Sport : Der HSV setzt die Bayern unter Druck

Tabellenzweiter siegt 1:0 in Wolfsburg und verkürzt den Rückstand vorerst auf drei Punkte

Karsten Doneck[Wolfsburg]

Vom Hamburger SV wird viel erwartet. Der Plan aller Fußball-Fans, die noch auf eine spannende Restsaison hoffen, sah vor diesem Wochenende so aus: Der HSV schlägt Wolfsburg am Samstag, und der FC Bayern unterliegt Schalke am Sonntag. Dann wären es nur noch drei Punkte zwischen Tabellenführer und Verfolger. Doch das ganz große Vertrauen haben die Hamburger offenbar nicht gespürt: „Viele haben doch gedacht, dass wir vom Mittwoch her noch müde sind, und uns deshalb nichts zugetraut“, sagte Mittelfeldspieler David Jarolim nach dem gestrigen Spiel. Doch sein entspannter Gesichtsausdruck verriet, dass der Hamburger SV an diesem Samstagnachmittag die Zweifler widerlegt und die Hoffnungen auf mehr Spannung erst einmal erfüllt hatte: Mit einem 1:0 (1:0)-Sieg beim VfL Wolfsburg setzte er die Bayern unter Druck.
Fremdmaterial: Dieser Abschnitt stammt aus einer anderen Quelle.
//! CLI output formatting.
//!
//! Every report is rendered to a `String` first so tests can inspect it;
//! the `print_*` wrappers write it to stdout.

use serde::Serialize;
use std::fmt::Write as _;

use crate::domains::{
    to_proper_fraction, CustomerWait, Dd1kCharacteristics, DeterministicQueue, Fraction,
    MmCharacteristics, TimelineRecord, WaitingTime,
};
use crate::error::QueueResult;

const RULE: &str = "━━━━━━━━━━━━━━━━━━━━━━━━━━━━━━━━━━━━━━━━━━━━━━━━━━━━━━━━━━━━━━━━━";

/// Print version information.
pub fn print_version() {
    println!("{}", render_version());
}

/// Version line with the embedded git hash when available.
#[must_use]
pub fn render_version() -> String {
    let version = option_env!("QUEUECALC_VERSION").unwrap_or(env!("CARGO_PKG_VERSION"));
    match option_env!("GIT_HASH").filter(|hash| !hash.is_empty()) {
        Some(hash) => format!("queuecalc {version} ({})", hash.get(..12).unwrap_or(hash)),
        None => format!("queuecalc {version}"),
    }
}

/// Print help message.
pub fn print_help() {
    println!(
        r#"queuecalc - Closed-form characteristics of M/M/c/K and D/D/1/K queues

USAGE:
    queuecalc [--json] [-v] <COMMAND> [OPTIONS]

COMMANDS:
    mm <μ> <λ> <c>              M/M/c/K steady state
        --capacity <K>          System capacity (default: infinite)

    dd1k <λ> <μ> <K>            D/D/1/K deterministic queue
        --initial <M>           Initial customers (required when λ < μ)
        --timeline              Print the event trace

    fraction <decimal>          Best rational approximation

    run <scenarios.yaml>        Run every scenario in a file

    help                        Show this help message
    version                     Show version information

GLOBAL OPTIONS:
    --json                      Emit JSON instead of text
    -v, --verbose               Debug logging on stderr

Rates accept decimals or ratios: 2.4, 1/6.

EXAMPLES:
    queuecalc mm 60 50 1
    queuecalc mm 1/6 1 3 --capacity 7
    queuecalc dd1k 1 2 10 --initial 5
    queuecalc dd1k 3 2 3 --timeline
    queuecalc fraction 0.8333333
"#
    );
}

/// Print any result as pretty JSON.
///
/// # Errors
///
/// Returns a serialization error if the value cannot be encoded.
pub fn print_json<T: Serialize>(value: &T) -> QueueResult<()> {
    println!("{}", serde_json::to_string_pretty(value)?);
    Ok(())
}

/// `0.833333 (5/6)`; the fraction is shown only when it is short.
fn format_value(value: f64) -> String {
    match to_proper_fraction(value) {
        Ok(fraction) if !fraction.is_integer() && fraction.denominator() <= 10_000 => {
            format!("{value:.6} ({fraction})")
        }
        _ => format!("{value:.6}"),
    }
}

fn format_wait(waiting_time: &WaitingTime) -> String {
    match waiting_time {
        WaitingTime::Exact { value } => format_value(*value),
        WaitingTime::Oscillating { upper, lower } => {
            format!("{} / {} (oscillating)", format_value(*upper), format_value(*lower))
        }
    }
}

/// Print an M/M/c/K report.
pub fn print_mm(result: &MmCharacteristics) {
    println!("{}", render_mm(result));
}

/// Render an M/M/c/K report.
#[must_use]
pub fn render_mm(result: &MmCharacteristics) -> String {
    let mut out = String::new();
    let _ = writeln!(
        out,
        "{}  (μ = {}, λ = {})",
        result.notation(),
        result.service_rate,
        result.arrival_rate
    );
    let _ = writeln!(out, "{RULE}");

    let Some(metrics) = &result.metrics else {
        let reason = match result.capacity {
            Some(k) if k < result.servers => "capacity K is below the number of servers c",
            _ => "ρ ≥ 1 with infinite capacity; the queue grows without bound",
        };
        let _ = writeln!(out, "✗ Invalid system: {reason}");
        return out;
    };

    let rows = [
        ("ρ", metrics.rho),
        ("P0", metrics.p0),
        ("L", metrics.l),
        ("Lq", metrics.lq),
        ("W", metrics.w),
        ("Wq", metrics.wq),
    ];
    for (label, value) in rows {
        let _ = writeln!(out, "  {label:<6} = {}", format_value(value));
    }
    if result.capacity.is_some() {
        let _ = writeln!(out, "  {:<6} = {}", "λ_eff", format_value(metrics.effective_arrival_rate));
        let _ = writeln!(out, "  {:<6} = {}", "P(K)", format_value(metrics.blocking_probability));
    }
    out
}

/// Print a D/D/1/K report.
pub fn print_dd1k(queue: &Dd1kCharacteristics, timeline: bool) {
    println!("{}", render_dd1k(queue, timeline));
}

/// Render a D/D/1/K report, optionally with the event trace.
#[must_use]
pub fn render_dd1k(queue: &Dd1kCharacteristics, timeline: bool) -> String {
    let base = queue.base();
    let mut out = String::new();
    let _ = writeln!(out, "D/D/1/{}  {}  [{}]", base.capacity, base.description, base.regime);
    let _ = writeln!(out, "{RULE}");
    let _ = writeln!(
        out,
        "  t_i    = {} ({:.6})",
        base.transient_time,
        base.transient_time.to_f64()
    );
    let _ = writeln!(out, "  λ·t_i  = {:.6}  ⌊λ·t_i⌋ = {}", base.lambda_ti, base.lambda_ti_floored);
    let _ = writeln!(out, "  μ·t_i  = {:.6}  ⌊μ·t_i⌋ = {}", base.mu_ti, base.mu_ti_floored);

    match queue {
        Dd1kCharacteristics::Draining(draining) => {
            let _ = writeln!(out, "  M      = {}", draining.initial_customers);
            let _ = writeln!(
                out,
                "  Wq(initial cohort, average) = {}",
                format_value(draining.average_initial_wait)
            );
            let _ = writeln!(
                out,
                "  last initial departure      = {}",
                format_fraction_time(draining.last_initial_departure)
            );
        }
        Dd1kCharacteristics::Oscillating(balking) | Dd1kCharacteristics::Settled(balking) => {
            let _ = writeln!(out, "  n(t ≥ t_i) ≤ {}", balking.max_in_system());
            let _ = writeln!(out, "  1/μ − 1/λ  = {}", format_value(balking.waiting_time_step));
        }
    }

    let _ = writeln!(out, "\nWaiting time per customer:");
    for CustomerWait {
        customer,
        waiting_time,
    } in &base.customer_graph
    {
        let _ = writeln!(out, "  Wq({customer}) = {}", format_wait(waiting_time));
    }

    if timeline {
        let _ = writeln!(out, "\nEvent trace (horizon {}):", base.graph_horizon);
        out.push_str(&render_timeline(&base.timeline));
    }
    out
}

fn format_fraction_time(t: Fraction) -> String {
    if t.is_integer() {
        t.to_string()
    } else {
        format!("{t} ({:.6})", t.to_f64())
    }
}

/// Render the event trace as a fixed-width table.
#[must_use]
pub fn render_timeline(records: &[TimelineRecord]) -> String {
    let mut out = String::new();
    let _ = writeln!(
        out,
        "  {:>10}  {:<9}  {:>8}  {:>7}  {:>10}  {:>6}  {:>3}",
        "time", "event", "arrivals", "blocks", "departures", "served", "n"
    );
    for record in records {
        let event = match (record.departed, record.blocked) {
            (true, _) => "depart",
            (false, Some(true)) => "balk",
            (false, Some(false)) => "arrive",
            (false, None) => "start",
        };
        let _ = writeln!(
            out,
            "  {:>10.4}  {:<9}  {:>8}  {:>7}  {:>10}  {:>6}  {:>3}",
            record.time,
            event,
            record.arrivals,
            record.blocks,
            record.departures,
            record.service_entrances,
            record.number_of_customers
        );
    }
    out
}

/// Print a fraction report.
pub fn print_fraction(decimal: f64, fraction: &Fraction) {
    println!("{}", render_fraction(decimal, fraction));
}

/// Render a fraction report.
#[must_use]
pub fn render_fraction(decimal: f64, fraction: &Fraction) -> String {
    format!(
        "{decimal} ≈ {fraction}\n  LaTeX: {}\n  error: {:.3e}",
        fraction.to_latex(),
        (decimal - fraction.to_f64()).abs()
    )
}

/// Print a scenario heading.
pub fn print_scenario_header(name: &str) {
    println!("\n{name}");
}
Nur vier Tage nach dem kräftezehrenden 3:1 gegen Rapid Bukarest und dem damit verbundenen K.o. im Uefa-Pokal raffte sich die Mannschaft zu einer kompakt-robusten Vorstellung auf. „Wolfsburg hat es nicht verstanden, uns groß zu gefährden“, stellte HSV-Sportchef Dietmar Beiersdorfer zufrieden fest. Am 15. Oktober 2005 hatten die Wolfsburger mit einem 1:0 dem HSV in der AOL-Arena noch die einzige Hinrunden-Niederlage zugefügt. Nach dem Abpfiff hatten sich damals auf dem Rasen tumultartige Szenen abgespielt, in deren Verlauf es Rote Karten gegen Wolfsburgs Franz und Hamburgs van der Vaart gegeben hatte.

Diesmal blieb vor 28 095 Zuschauern, darunter etwa 5000 HSV-Fans, alles im sportlichen Rahmen. Der Zettel mit der Spielstatistik verriet, dass der VfL Wolfsburg ein Übergewicht besaß. 16 Torschüsse verzeichneten die Niedersachsen, nur neun der HSV. 58 Prozent Ballkontakte hatten die Wolfsburger, sie gewannen auch 52 Prozent der Zweikämpfe. „Die Daten sprechen doch klar für uns“, sagte VfL-Trainer Klaus Augenthaler . Doch das entscheidende Tor fiel gegen den VfL: Einen Pass von Sergej Barbarez nahm Benjamin Lauth mit, er ließ dabei im Laufduell Wolfsburgs Facundo Quiroga stehen und schob den Ball an Torwart Simon Jentzsch vorbei zum 1:0 ins Netz. Es war Lauths dritter Treffer im dritten Pflichtspiel innerhalb von nur einer Woche. Der ehemalige Münchner stand schon auf der Vorstufe, als Fehleinkauf behandelt zu werden. „So kann er weitermachen“, sagte Beiersdorfer. „Er ist auf dem Weg, vor allem sich selbst, aber auch uns zu beweisen, dass er zu Recht beim HSV spielt“, fügte Trainer Thomas Doll an.

Der HSV, der zuvor in acht Spielen in Wolfsburg erst einmal gewonnen hat, betrieb trotz des anstrengenden Uefa- Cup-Auftritts vom Mittwoch ein Spiel mit hohem Kraftaufwand. Heraus kam eine Partie, in der spektakuläre Strafraumszenen Rarität blieben. Und so bleibt es eigentlich verwunderlich, wieso sich Klaus Augenthaler beklagte, dass Schiedsrichter Felix Brych aus München nur zwei Minuten nachspielen ließ. „Fünf Minuten wären gerechtfertigt“, schimpfte der VfL-Trainer, „allein schon durch die Zeitverzögerungen von Kirschstein.“ Vielleicht wollte der HSV-Torwart auf diese Weise seinen Mangel an Ballkontakten kompensieren. Die Wolfsburger ihrerseits erweckten freilich nicht den Eindruck, dass sie selbst bei einer Viertelstunde Nachspielzeit noch Tormöglichkeiten herausholen würden.

Vielleicht wirkte sich auch aus, dass Mike Hanke nach einer Viertelstunde verletzt ausgeschieden war. Bei Spielschluss war der Stürmer schon im Krankenhaus. Er wird wegen einer schweren Beckenprellung behandelt. Der Einsatz des Nationalspielers beim Länderspiel am Mittwoch gegen die USA ist fraglich.